## Work order
Word for word, restate each entry in the listing below.

## Listed entries
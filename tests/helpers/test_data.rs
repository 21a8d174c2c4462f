//! Test data helpers for creating users, events and collaborators

use async_trait::async_trait;
use chrono::{Duration, Utc};
use fake::faker::internet::en::Username;
use fake::faker::lorem::en::Sentence;
use fake::faker::name::en::Name;
use fake::Fake;
use std::collections::HashMap;
use std::sync::Mutex;
use uuid::Uuid;
use tripbuddy::database::DatabaseService;
use tripbuddy::models::{CreateEventRequest, CreateUserRequest, EventType, TagKind, User};
use tripbuddy::services::{ObjectStorage, StoredObject};
use tripbuddy::utils::errors::Result;

/// Insert a user with a random, unique username
pub async fn create_test_user(db: &DatabaseService) -> User {
    let username: String = Username().fake();
    let display_name: String = Name().fake();
    let suffix = Uuid::new_v4().simple().to_string();

    db.users
        .create(CreateUserRequest {
            id: None,
            username: format!("{}_{}", username, &suffix[..8]),
            display_name: Some(display_name),
        })
        .await
        .expect("Failed to create test user")
}

/// A published event starting tomorrow
pub fn event_request(event_type: EventType) -> CreateEventRequest {
    let title: String = Sentence(2..5).fake();
    let mut request = CreateEventRequest::new(title.chars().take(100).collect::<String>(), event_type);
    request.start_at = Some(Utc::now() + Duration::days(1));
    request.end_at = Some(Utc::now() + Duration::days(1) + Duration::hours(4));
    request
}

pub fn event_request_with_capacity(capacity: i32) -> CreateEventRequest {
    let mut request = event_request(EventType::Meal);
    request.max_participants = Some(capacity);
    request
}

/// Id of a seeded taxonomy entry
pub async fn seeded_tag_id(db: &DatabaseService, kind: TagKind, code: &str) -> i64 {
    db.tags
        .find_active_by_code(kind, code)
        .await
        .expect("Failed to look up tag")
        .unwrap_or_else(|| panic!("seeded tag {}/{} missing", kind, code))
        .id
}

/// Object storage kept in memory
#[derive(Debug, Default)]
pub struct MemoryStorage {
    objects: Mutex<HashMap<String, Vec<u8>>>,
}

impl MemoryStorage {
    pub fn contains(&self, key: &str) -> bool {
        self.objects.lock().unwrap().contains_key(key)
    }

    pub fn len(&self) -> usize {
        self.objects.lock().unwrap().len()
    }
}

#[async_trait]
impl ObjectStorage for MemoryStorage {
    async fn put(&self, key: &str, _content_type: &str, bytes: Vec<u8>) -> Result<StoredObject> {
        let size = bytes.len();
        self.objects.lock().unwrap().insert(key.to_string(), bytes);
        Ok(StoredObject {
            key: key.to_string(),
            url: self.public_url(key),
            size,
        })
    }

    async fn delete(&self, key: &str) -> Result<()> {
        self.objects.lock().unwrap().remove(key);
        Ok(())
    }

    fn public_url(&self, key: &str) -> String {
        format!("https://cdn.test/{}", key)
    }

    fn key_for_url(&self, url: &str) -> Option<String> {
        url.strip_prefix("https://cdn.test/").map(str::to_string)
    }
}
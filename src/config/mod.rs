//! Configuration management module
//!
//! This module handles loading and validation of application configuration
//! from TOML files and environment variables.

pub mod settings;
pub mod validation;

pub use settings::{Settings, DatabaseConfig, RedisConfig, StorageConfig, LoggingConfig, MatchingConfig, EventRulesConfig, OAuthConfig};
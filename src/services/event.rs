//! Event service implementation
//!
//! Event CRUD for creators, the public read side, and cover/gallery images.
//! Membership transitions live in [`super::membership`].

use std::sync::Arc;
use tracing::{debug, info};
use uuid::Uuid;
use crate::config::{EventRulesConfig, Settings};
use crate::database::DatabaseService;
use crate::models::event::{CreateEventRequest, Event, EventDetails, EventFilter, EventStatus, UpdateEventRequest};
use crate::models::pagination::{Page, PageRequest};
use crate::models::tag::TagKind;
use crate::services::storage::{event_image_key, check_upload_size, ObjectStorage};
use crate::services::taxonomy::TaxonomyService;
use crate::utils::errors::{Result, TripBuddyError};
use crate::utils::helpers::is_http_url;
use crate::utils::logging::{log_api_error, log_event_action, log_rejection};

/// Field values an event will hold after a create or update
struct EventShape<'a> {
    title: &'a str,
    description: Option<&'a str>,
    latitude: Option<f64>,
    longitude: Option<f64>,
    start_at: Option<chrono::DateTime<chrono::Utc>>,
    end_at: Option<chrono::DateTime<chrono::Utc>>,
    max_participants: Option<i32>,
    budget_min: Option<i32>,
    budget_max: Option<i32>,
    cover_image_url: Option<&'a str>,
    photo_urls: &'a [String],
}

fn validate_shape(shape: &EventShape<'_>, rules: &EventRulesConfig) -> Result<()> {
    let title_length = shape.title.trim().chars().count();
    if title_length == 0 {
        return Err(TripBuddyError::invalid("title must not be empty"));
    }
    if title_length > rules.max_title_length {
        return Err(TripBuddyError::invalid(format!(
            "title must be at most {} characters",
            rules.max_title_length
        )));
    }

    if let Some(description) = shape.description {
        if description.chars().count() > rules.max_description_length {
            return Err(TripBuddyError::invalid(format!(
                "description must be at most {} characters",
                rules.max_description_length
            )));
        }
    }

    if let Some(latitude) = shape.latitude {
        if !(-90.0..=90.0).contains(&latitude) {
            return Err(TripBuddyError::invalid("latitude must be between -90 and 90"));
        }
    }
    if let Some(longitude) = shape.longitude {
        if !(-180.0..=180.0).contains(&longitude) {
            return Err(TripBuddyError::invalid("longitude must be between -180 and 180"));
        }
    }

    if let (Some(start), Some(end)) = (shape.start_at, shape.end_at) {
        if end < start {
            return Err(TripBuddyError::invalid("end time must not be before start time"));
        }
    }

    if let Some(capacity) = shape.max_participants {
        if capacity < 1 {
            return Err(TripBuddyError::invalid("max participants must be at least 1"));
        }
    }

    if shape.budget_min.map_or(false, |v| v < 0) || shape.budget_max.map_or(false, |v| v < 0) {
        return Err(TripBuddyError::invalid("budget must not be negative"));
    }
    if let (Some(min), Some(max)) = (shape.budget_min, shape.budget_max) {
        if min > max {
            return Err(TripBuddyError::invalid("budget minimum must not exceed maximum"));
        }
    }

    if let Some(url) = shape.cover_image_url {
        if !is_http_url(url) {
            return Err(TripBuddyError::invalid(format!("invalid cover image url: {}", url)));
        }
    }
    if shape.photo_urls.len() > rules.max_gallery_photos {
        return Err(TripBuddyError::invalid(format!(
            "gallery holds at most {} photos",
            rules.max_gallery_photos
        )));
    }
    if let Some(url) = shape.photo_urls.iter().find(|url| !is_http_url(url)) {
        return Err(TripBuddyError::invalid(format!("invalid photo url: {}", url)));
    }

    Ok(())
}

## Written solution
filename tests/helpers/test_data.rs
repository 21a8d174c2c4462f
//! Test data helpers for creating users, events and collaborators

use async_trait::async_trait;
use chrono::{Duration, Utc};
use fake::faker::internet::en::Username;
use fake::faker::lorem::en::Sentence;
use fake::faker::name::en::Name;
use fake::Fake;
use std::collections::HashMap;
use std::sync::Mutex;
use uuid::Uuid;
use tripbuddy::database::DatabaseService;
use tripbuddy::models::{CreateEventRequest, CreateUserRequest, EventType, TagKind, User};
use tripbuddy::services::{ObjectStorage, StoredObject};
use tripbuddy::utils::errors::Result;

/// Insert a user with a random, unique username
pub async fn create_test_user(db: &DatabaseService) -> User {
    let username: String = Username().fake();
    let display_name: String = Name().fake();
    let suffix = Uuid::new_v4().simple().to_string();

    db.users
        .create(CreateUserRequest {
            id: None,
            username: format!("{}_{}", username, &suffix[..8]),
            display_name: Some(display_name),
        })
        .await
        .expect("Failed to create test user")
}

/// A published event starting tomorrow
pub fn event_request(event_type: EventType) -> CreateEventRequest {
    let title: String = Sentence(2..5).fake();
    let mut request = CreateEventRequest::new(title.chars().take(100).collect::<String>(), event_type);
    request.start_at = Some(Utc::now() + Duration::days(1));
    request.end_at = Some(Utc::now() + Duration::days(1) + Duration::hours(4));
    request
}

pub fn event_request_with_capacity(capacity: i32) -> CreateEventRequest {
    let mut request = event_request(EventType::Meal);
    request.max_participants = Some(capacity);
    request
}

/// Id of a seeded taxonomy entry
pub async fn seeded_tag_id(db: &DatabaseService, kind: TagKind, code: &str) -> i64 {
    db.tags
        .find_active_by_code(kind, code)
        .await
        .expect("Failed to look up tag")
        .unwrap_or_else(|| panic!("seeded tag {}/{} missing", kind, code))
        .id
}

/// Object storage kept in memory
#[derive(Debug, Default)]
pub struct MemoryStorage {
    objects: Mutex<HashMap<String, Vec<u8>>>,
}

impl MemoryStorage {
    pub fn contains(&self, key: &str) -> bool {
        self.objects.lock().unwrap().contains_key(key)
    }

    pub fn len(&self) -> usize {
        self.objects.lock().unwrap().len()
    }
}

#[async_trait]
impl ObjectStorage for MemoryStorage {
    async fn put(&self, key: &str, _content_type: &str, bytes: Vec<u8>) -> Result<StoredObject> {
        let size = bytes.len();
        self.objects.lock().unwrap().insert(key.to_string(), bytes);
        Ok(StoredObject {
            key: key.to_string(),
            url: self.public_url(key),
            size,
        })
    }

    async fn delete(&self, key: &str) -> Result<()> {
        self.objects.lock().unwrap().remove(key);
        Ok(())
    }

    fn public_url(&self, key: &str) -> String {
        format!("https://cdn.test/{}", key)
    }

    fn key_for_url(&self, url: &str) -> Option<String> {
        url.strip_prefix("https://cdn.test/").map(str::to_string)
    }
}
filename src/config/mod.rs
//! Configuration management module
//!
//! This module handles loading and validation of application configuration
//! from TOML files and environment variables.

pub mod settings;
pub mod validation;

pub use settings::{Settings, DatabaseConfig, RedisConfig, StorageConfig, LoggingConfig, MatchingConfig, EventRulesConfig, OAuthConfig};
filename src/services/event.rs
//! Event service implementation
//!
//! Event CRUD for creators, the public read side, and cover/gallery images.
//! Membership transitions live in [`super::membership`].

use std::sync::Arc;
use tracing::{debug, info};
use uuid::Uuid;
use crate::config::{EventRulesConfig, Settings};
use crate::database::DatabaseService;
use crate::models::event::{CreateEventRequest, Event, EventDetails, EventFilter, EventStatus, UpdateEventRequest};
use crate::models::pagination::{Page, PageRequest};
use crate::models::tag::TagKind;
use crate::services::storage::{event_image_key, check_upload_size, ObjectStorage};
use crate::services::taxonomy::TaxonomyService;
use crate::utils::errors::{Result, TripBuddyError};
use crate::utils::helpers::is_http_url;
use crate::utils::logging::{log_api_error, log_event_action, log_rejection};

/// Field values an event will hold after a create or update
struct EventShape<'a> {
    title: &'a str,
    description: Option<&'a str>,
    latitude: Option<f64>,
    longitude: Option<f64>,
    start_at: Option<chrono::DateTime<chrono::Utc>>,
    end_at: Option<chrono::DateTime<chrono::Utc>>,
    max_participants: Option<i32>,
    budget_min: Option<i32>,
    budget_max: Option<i32>,
    cover_image_url: Option<&'a str>,
    photo_urls: &'a [String],
}

fn validate_shape(shape: &EventShape<'_>, rules: &EventRulesConfig) -> Result<()> {
    let title_length = shape.title.trim().chars().count();
    if title_length == 0 {
        return Err(TripBuddyError::invalid("title must not be empty"));
    }
    if title_length > rules.max_title_length {
        return Err(TripBuddyError::invalid(format!(
            "title must be at most {} characters",
            rules.max_title_length
        )));
    }

    if let Some(description) = shape.description {
        if description.chars().count() > rules.max_description_length {
            return Err(TripBuddyError::invalid(format!(
                "description must be at most {} characters",
                rules.max_description_length
            )));
        }
    }

    if let Some(latitude) = shape.latitude {
        if !(-90.0..=90.0).contains(&latitude) {
            return Err(TripBuddyError::invalid("latitude must be between -90 and 90"));
        }
    }
    if let Some(longitude) = shape.longitude {
        if !(-180.0..=180.0).contains(&longitude) {
            return Err(TripBuddyError::invalid("longitude must be between -180 and 180"));
        }
    }

    if let (Some(start), Some(end)) = (shape.start_at, shape.end_at) {
        if end < start {
            return Err(TripBuddyError::invalid("end time must not be before start time"));
        }
    }

    if let Some(capacity) = shape.max_participants {
        if capacity < 1 {
            return Err(TripBuddyError::invalid("max participants must be at least 1"));
        }
    }

    if shape.budget_min.map_or(false, |v| v < 0) || shape.budget_max.map_or(false, |v| v < 0) {
        return Err(TripBuddyError::invalid("budget must not be negative"));
    }
    if let (Some(min), Some(max)) = (shape.budget_min, shape.budget_max) {
        if min > max {
            return Err(TripBuddyError::invalid("budget minimum must not exceed maximum"));
        }
    }

    if let Some(url) = shape.cover_image_url {
        if !is_http_url(url) {
            return Err(TripBuddyError::invalid(format!("invalid cover image url: {}", url)));
        }
    }
    if shape.photo_urls.len() > rules.max_gallery_photos {
        return Err(TripBuddyError::invalid(format!(
            "gallery holds at most {} photos",
            rules.max_gallery_photos
        )));
    }
    if let Some(url) = shape.photo_urls.iter().find(|url| !is_http_url(url)) {
        return Err(TripBuddyError::invalid(format!("invalid photo url: {}", url)));
    }

    Ok(())
}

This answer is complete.